From http://www.gotw.ca/publications/c_family_interview.htm

Note that Java has unsigned support nowadays, only not as primitive types, although this is considered post Valhala.

For example, https://docs.oracle.com/en/java/javase/25/docs/api/java.base...

toast0 2 days ago

Java creators tried to avoid giving developers any sharp edges. Interactions between signed and unsigned integers can be surprising, so they disallowed unsigned integers.

Of course, not having access to unsigned quantities makes interaction with other programs difficult :(

  • Hendrikto 2 days ago

    > Java creators tried to avoid giving developers any sharp edges.

    They failed.

    • fhd2 2 days ago

      Well, I'd argue they created a straight jacket. That prevents a number of self harm tactics.

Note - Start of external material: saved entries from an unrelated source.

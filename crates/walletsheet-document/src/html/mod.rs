// SPDX-License-Identifier: PMPL-1.0-or-later
// Copyright (c) 2026 Jonathan D.A. Jewell (hyperpolymath) <jonathan.jewell@open.ac.uk>
//
// HTML module: template loading and the HTML sheet writer.

pub mod template;
pub mod writer;

pub use template::{HtmlTemplate, TemplateVars};
pub use writer::HtmlWriter;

It also makes a lot of easy things pretty hard to do.

  • astrange 2 days ago

    The one that annoys me is that people think implicit type conversions are dangerous for some reason, so they also disallowed `char a = 10; short b = a;` without writing a cast even though this makes no sense.

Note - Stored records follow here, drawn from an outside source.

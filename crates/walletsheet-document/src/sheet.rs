// SPDX-License-Identifier: PMPL-1.0-or-later
// Copyright (c) 2026 Jonathan D.A. Jewell (hyperpolymath) <jonathan.jewell@open.ac.uk>
//
// Recovery sheet: the entry points that turn a render model into HTML or
// PDF output.

use std::path::Path;

use tracing::{info, instrument};
use walletsheet_core::error::Result;
use walletsheet_core::types::ImageFormat;

use crate::assemble::{self, RenderedSections};
use crate::dataurl;
use crate::flow::{DrawBackend, Flow, PageGeometry, PageHeader};
use crate::html::template::{HtmlTemplate, TemplateVars};
use crate::html::writer::{HtmlWriter, escape_attr, escape_text};
use crate::model::RenderModel;
use crate::pdf::backend::PdfBackend;
use crate::pdf::writer::FlowWriter;

/// Size the branding image is drawn at, in points.
pub const BRANDING_WIDTH: f32 = 154.0;
pub const BRANDING_HEIGHT: f32 = 30.0;

/// One recovery sheet, ready to render.
#[derive(Debug)]
pub struct RecoverySheet {
    model: RenderModel,
}

impl RecoverySheet {
    pub fn new(model: RenderModel) -> Self {
        Self { model }
    }

    pub fn model(&self) -> &RenderModel {
        &self.model
    }

    /// Render into `template` as a single HTML string.
    ///
    /// The output depends only on the model, so rendering twice yields the
    /// same bytes.
    #[instrument(skip_all, fields(identifier = self.model.identifier(), template = template.name()))]
    pub fn render_html(&self, template: &HtmlTemplate) -> Result<String> {
        let encoder = self.model.qr_encoder();
        self.model.encode_qr_codes(&encoder)?;

        let options = self.model.options();
        let mut writer = HtmlWriter::new(options.branding_image.clone(), encoder);
        let sections = assemble::assemble(&self.model, &mut writer)?;
        let pages = writer.page_count();

        let mut vars = TemplateVars::new();
        vars.insert("title", escape_text(&assemble::title(&options.network)));
        vars.insert("identifier", escape_attr(self.model.identifier()));
        vars.insert(
            "total_public_keys",
            self.model.public_keys().len().to_string(),
        );
        vars.insert("pages", writer.finish());

        let html = template.render(&vars)?;
        info!(pages, ?sections, bytes = html.len(), "HTML sheet rendered");
        Ok(html)
    }

    /// Load the template at `path`, then render. A missing template fails
    /// before any QR code is encoded.
    pub fn render_html_from_path(&self, path: impl AsRef<Path>) -> Result<String> {
        let template = HtmlTemplate::load(path)?;
        self.render_html(&template)
    }

    /// Render the sheet as PDF bytes, encoding QR codes one after another.
    #[instrument(skip_all, fields(identifier = self.model.identifier()))]
    pub fn render_pdf(&self) -> Result<Vec<u8>> {
        self.model.encode_qr_codes(&self.model.qr_encoder())?;
        self.compose_pdf()
    }

    /// Render the sheet as PDF bytes, encoding all QR codes concurrently
    /// before layout starts.
    #[instrument(skip_all, fields(identifier = self.model.identifier()))]
    pub async fn render_pdf_async(&self) -> Result<Vec<u8>> {
        self.model
            .encode_qr_codes_concurrently(&self.model.qr_encoder())
            .await?;
        self.compose_pdf()
    }

    pub fn write_html_to_file(&self, template: &HtmlTemplate, path: impl AsRef<Path>) -> Result<()> {
        let html = self.render_html(template)?;
        std::fs::write(path.as_ref(), html)?;
        info!("Wrote HTML sheet to {}", path.as_ref().display());
        Ok(())
    }

    pub fn write_pdf_to_file(&self, path: impl AsRef<Path>) -> Result<()> {
        let bytes = self.render_pdf()?;
        std::fs::write(path.as_ref(), bytes)?;
        info!("Wrote PDF sheet to {}", path.as_ref().display());
        Ok(())
    }

    fn compose_pdf(&self) -> Result<Vec<u8>> {
        let options = self.model.options();
        let backend = PdfBackend::new(&assemble::title(&options.network), options.paper_size);
        let (backend, sections) = self.compose(backend)?;
        info!(pages = backend.page_count(), ?sections, "PDF sheet composed");
        backend.finish()
    }

    /// Lay the sheet out through any drawing backend.
    fn compose<B: DrawBackend>(&self, backend: B) -> Result<(B, RenderedSections)> {
        let options = self.model.options();
        let header = PageHeader {
            image: options.branding_image.clone(),
            format: dataurl::declared_format(&options.branding_image).unwrap_or(ImageFormat::Png),
            width: BRANDING_WIDTH,
            height: BRANDING_HEIGHT,
        };
        let flow = Flow::new(backend, PageGeometry::for_paper(options.paper_size), Some(header))?;
        let mut writer = FlowWriter::new(flow, self.model.qr_encoder());
        let sections = assemble::assemble(&self.model, &mut writer)?;
        Ok((writer.into_flow().into_backend(), sections))
    }
}

#[cfg(test)]
mod tests {
    use super::*;
    use crate::flow::testing::RecordingBackend;
    use walletsheet_core::SheetError;
    use walletsheet_core::config::{DEFAULT_BRANDING_IMAGE, RenderOptions, RenderOverrides};
    use walletsheet_core::types::{BackupInfo, ExtraInfoEntry, ImageRef, PaperSize, SecretField};

    const PRIMARY: &str = "abandon ability able about above absent absorb abstract absurd abuse access accident";
    const RECOVERY: &str = "recovery secret words that unlock the backup key";
    const PASSWORD: &str = "password encrypted secret material";

    fn backup(keys: u32) -> BackupInfo {
        let mut backup = BackupInfo {
            wallet_version: Some("v3".into()),
            ..BackupInfo::new()
        }
        .with_secret(SecretField::PrimaryMnemonic, PRIMARY)
        .with_secret(SecretField::RecoveryEncryptedSecret, RECOVERY)
        .with_secret(SecretField::EncryptedSecret, PASSWORD);
        for i in 0..keys {
            backup = backup.with_public_key(i, format!("tpubD6NzVbkrYhZ4X{i}"));
        }
        backup
    }

    fn sheet(backup: BackupInfo, overrides: RenderOverrides) -> RecoverySheet {
        let extra = vec![(
            "Support PIN".to_string(),
            ExtraInfoEntry::Structured {
                title: "Support PIN".into(),
                subtitle: Some("for phone support".into()),
                value: "4821".into(),
            },
        )];
        RecoverySheet::new(RenderModel::build(
            "wallet-1",
            backup,
            extra,
            RenderOptions::merged(overrides),
        ))
    }

    fn html(sheet: &RecoverySheet) -> String {
        sheet.render_html(&HtmlTemplate::builtin()).unwrap()
    }

    #[test]
    fn present_secrets_print_verbatim_and_absent_labels_do_not() {
        let out = html(&sheet(backup(2), RenderOverrides::default()));
        for value in [PRIMARY, RECOVERY, PASSWORD, "wallet-1", "4821"] {
            assert!(out.contains(value), "missing {value}");
        }
        for absent in [
            SecretField::BackupMnemonic,
            SecretField::EncryptedPrimarySeed,
            SecretField::BackupSeed,
        ] {
            assert!(!out.contains(absent.label()), "unexpected {}", absent.label());
        }
        assert!(out.contains("Wallet Identifier (v3)"));
    }

    #[test]
    fn one_caption_per_public_key() {
        for n in [0u32, 1, 3, 4, 7] {
            let out = html(&sheet(backup(n), RenderOverrides::default()));
            assert_eq!(out.matches("KeyIndex: ").count(), n as usize);
            for i in 0..n {
                assert!(out.contains(&format!("KeyIndex: {i} Path: M/{i}'")));
            }
            assert!(out.contains(&format!("{n} in total")));
        }
    }

    #[test]
    fn page_two_is_suppressed_separately_and_combined() {
        let disabled = RenderOverrides {
            page2: Some(false),
            ..Default::default()
        };
        let mut no_secret = backup(1);
        no_secret.set_secret(SecretField::EncryptedSecret, "");

        for (backup, overrides) in [
            (backup(1), disabled.clone()),
            (no_secret.clone(), RenderOverrides::default()),
            (no_secret, disabled),
        ] {
            let out = html(&sheet(backup, overrides));
            assert!(!out.contains("Backup Info - part 2"));
            assert!(!out.contains(SecretField::EncryptedSecret.label()));
            assert!(out.contains("Wallet Recovery Instructions"));
        }
    }

    #[test]
    fn branding_override_replaces_every_default_reference() {
        let custom = "data:image/png;base64,Q1VTVE9N";
        let out = html(&sheet(
            backup(1),
            RenderOverrides {
                branding_image: Some(ImageRef::from_data_url(custom)),
                ..Default::default()
            },
        ));
        assert!(!out.contains(DEFAULT_BRANDING_IMAGE));
        // One header per page: page 1, public keys, part 2 with instructions.
        assert_eq!(out.matches(custom).count(), 3);
    }

    #[test]
    fn empty_sheet_still_renders_pages_one_and_three() {
        let sheet = RecoverySheet::new(RenderModel::build(
            "empty",
            BackupInfo::new(),
            Vec::new(),
            RenderOptions::default(),
        ));
        let out = html(&sheet);
        assert!(out.contains("Bitcoin Wallet Recovery Data Sheet"));
        assert!(out.contains("0 in total"));
        assert!(out.contains("Wallet Recovery Instructions"));
        assert!(!out.contains("<figure>"));
        assert!(!out.contains("part 2"));
    }

    #[test]
    fn html_render_is_deterministic() {
        let sheet = sheet(backup(4), RenderOverrides::default());
        assert_eq!(html(&sheet), html(&sheet));
    }

    #[test]
    fn missing_template_fails_before_encoding() {
        let dir = tempfile::tempdir().unwrap();
        let sheet = sheet(backup(3), RenderOverrides::default());
        let err = sheet
            .render_html_from_path(dir.path().join("missing.html"))
            .unwrap_err();
        assert!(matches!(err, SheetError::TemplateLoad(_)));
        assert!(
            sheet
                .model()
                .public_keys()
                .iter()
                .all(|k| k.cached_qr_image().is_none())
        );
    }

    #[test]
    fn composed_layout_places_three_tiles_per_row() {
        let sheet = sheet(backup(5), RenderOverrides::default());
        let (backend, sections) = sheet.compose(RecordingBackend::default()).unwrap();
        assert!(sections.page1 && sections.page2 && sections.page3);

        // Branding on three pages plus five tiles on the key page.
        let images = backend.images();
        let tiles: Vec<_> = images
            .iter()
            .filter(|(_, frame)| frame.width == crate::grid::TILE_SIZE)
            .collect();
        assert_eq!(tiles.len(), 5);
        assert!(tiles.iter().all(|(page, _)| *page == 1));
        assert_eq!(tiles[0].1.y, tiles[2].1.y);
        assert!(tiles[3].1.y > tiles[0].1.y);
        assert_eq!(backend.pages(), 3);
        assert!(backend.texts().contains(&PASSWORD));
    }

    #[test]
    fn composed_layout_fits_tiles_on_a5() {
        let sheet = sheet(
            backup(5),
            RenderOverrides {
                paper_size: Some(PaperSize::A5),
                ..Default::default()
            },
        );
        let (backend, _) = sheet.compose(RecordingBackend::default()).unwrap();
        let geometry = PageGeometry::for_paper(PaperSize::A5);
        let right_edge = geometry.width - geometry.margin_right;

        let tiles: Vec<_> = backend
            .images()
            .into_iter()
            .filter(|(_, frame)| frame.width == frame.height)
            .collect();
        assert_eq!(tiles.len(), 5);
        for (_, frame) in &tiles {
            assert!(frame.x + frame.width <= right_edge + 0.01, "{frame:?}");
        }
        assert_eq!(tiles[0].1.y, tiles[2].1.y);
        assert_eq!(tiles[3].1.y, tiles[4].1.y);
    }

    #[test]
    fn non_latin_mnemonic_fails_pdf_but_renders_in_html() {
        const JAPANESE: &str = "あいこくしん あいさつ あいだ";
        let backup = backup(1).with_secret(SecretField::PrimaryMnemonic, JAPANESE);
        let sheet = sheet(backup, RenderOverrides::default());

        let err = sheet.render_pdf().unwrap_err();
        assert!(matches!(err, SheetError::RenderBackend(_)));
        assert!(!err.to_string().contains(JAPANESE));

        assert!(html(&sheet).contains(JAPANESE));
    }

    #[test]
    fn pdf_has_one_page_per_section_break() {
        let bytes = sheet(backup(2), RenderOverrides::default())
            .render_pdf()
            .unwrap();
        let doc = lopdf::Document::load_mem(&bytes).unwrap();
        assert_eq!(doc.get_pages().len(), 3);

        let bytes = sheet(
            backup(2),
            RenderOverrides {
                page2: Some(false),
                ..Default::default()
            },
        )
        .render_pdf()
        .unwrap();
        let doc = lopdf::Document::load_mem(&bytes).unwrap();
        assert_eq!(doc.get_pages().len(), 2);
    }

    #[tokio::test]
    async fn async_pdf_render_encodes_every_key() {
        let sheet = sheet(backup(6), RenderOverrides::default());
        let bytes = sheet.render_pdf_async().await.unwrap();
        assert!(bytes.starts_with(b"%PDF"));
        assert!(
            sheet
                .model()
                .public_keys()
                .iter()
                .all(|k| k.cached_qr_image().is_some())
        );
    }

    #[test]
    fn broken_branding_aborts_the_pdf() {
        let sheet = sheet(
            backup(1),
            RenderOverrides {
                branding_image: Some(ImageRef::from_data_url("data:image/png;base64,AAAA")),
                ..Default::default()
            },
        );
        let err = sheet.render_pdf().unwrap_err();
        assert!(matches!(err, SheetError::RenderBackend(_)));
    }

    #[test]
    fn writes_both_outputs_to_disk() {
        let dir = tempfile::tempdir().unwrap();
        let sheet = sheet(backup(1), RenderOverrides::default());

        let html_path = dir.path().join("sheet.html");
        sheet
            .write_html_to_file(&HtmlTemplate::builtin(), &html_path)
            .unwrap();
        let written = std::fs::read_to_string(&html_path).unwrap();
        assert!(written.starts_with("<!DOCTYPE html>"));

        let pdf_path = dir.path().join("sheet.pdf");
        sheet.write_pdf_to_file(&pdf_path).unwrap();
        assert!(std::fs::read(&pdf_path).unwrap().starts_with(b"%PDF"));
    }
}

    • resonious 2 days ago

      It feels like "sharp edges" often means "I once had a horrible bug due to accidentally misusing this". But if you cut features based on that definition, you'd soon have an empty programming language.

      • lukan 2 days ago

        Java was apparently quite successful, though. So maybe they got the balance right for their goal?

    • pdw 2 days ago

      The signedness of `char` is implementation-defined, it is signed on x86 but unsigned on ARM. So assigning a plain char to a wider integer type is suspicious, did the programmer expect sign-extension or zero-extension?

      • astrange a day ago

        It's not implementation-defined in Java because there aren't any unsigned types.

        Personally I think explicit typecasts are even more suspicious, because introducing explicit semantics is worse than implicit semantics if the explicit ones are wrong.

bji9jhff 2 days ago

[flagged]

  • kjs3 2 days ago

    Look up James Gosling and get back to us. I'd especially be interested in hearing how your undoubtedly superior experience would result in a more successful language. I'm sure you can vibe code something up.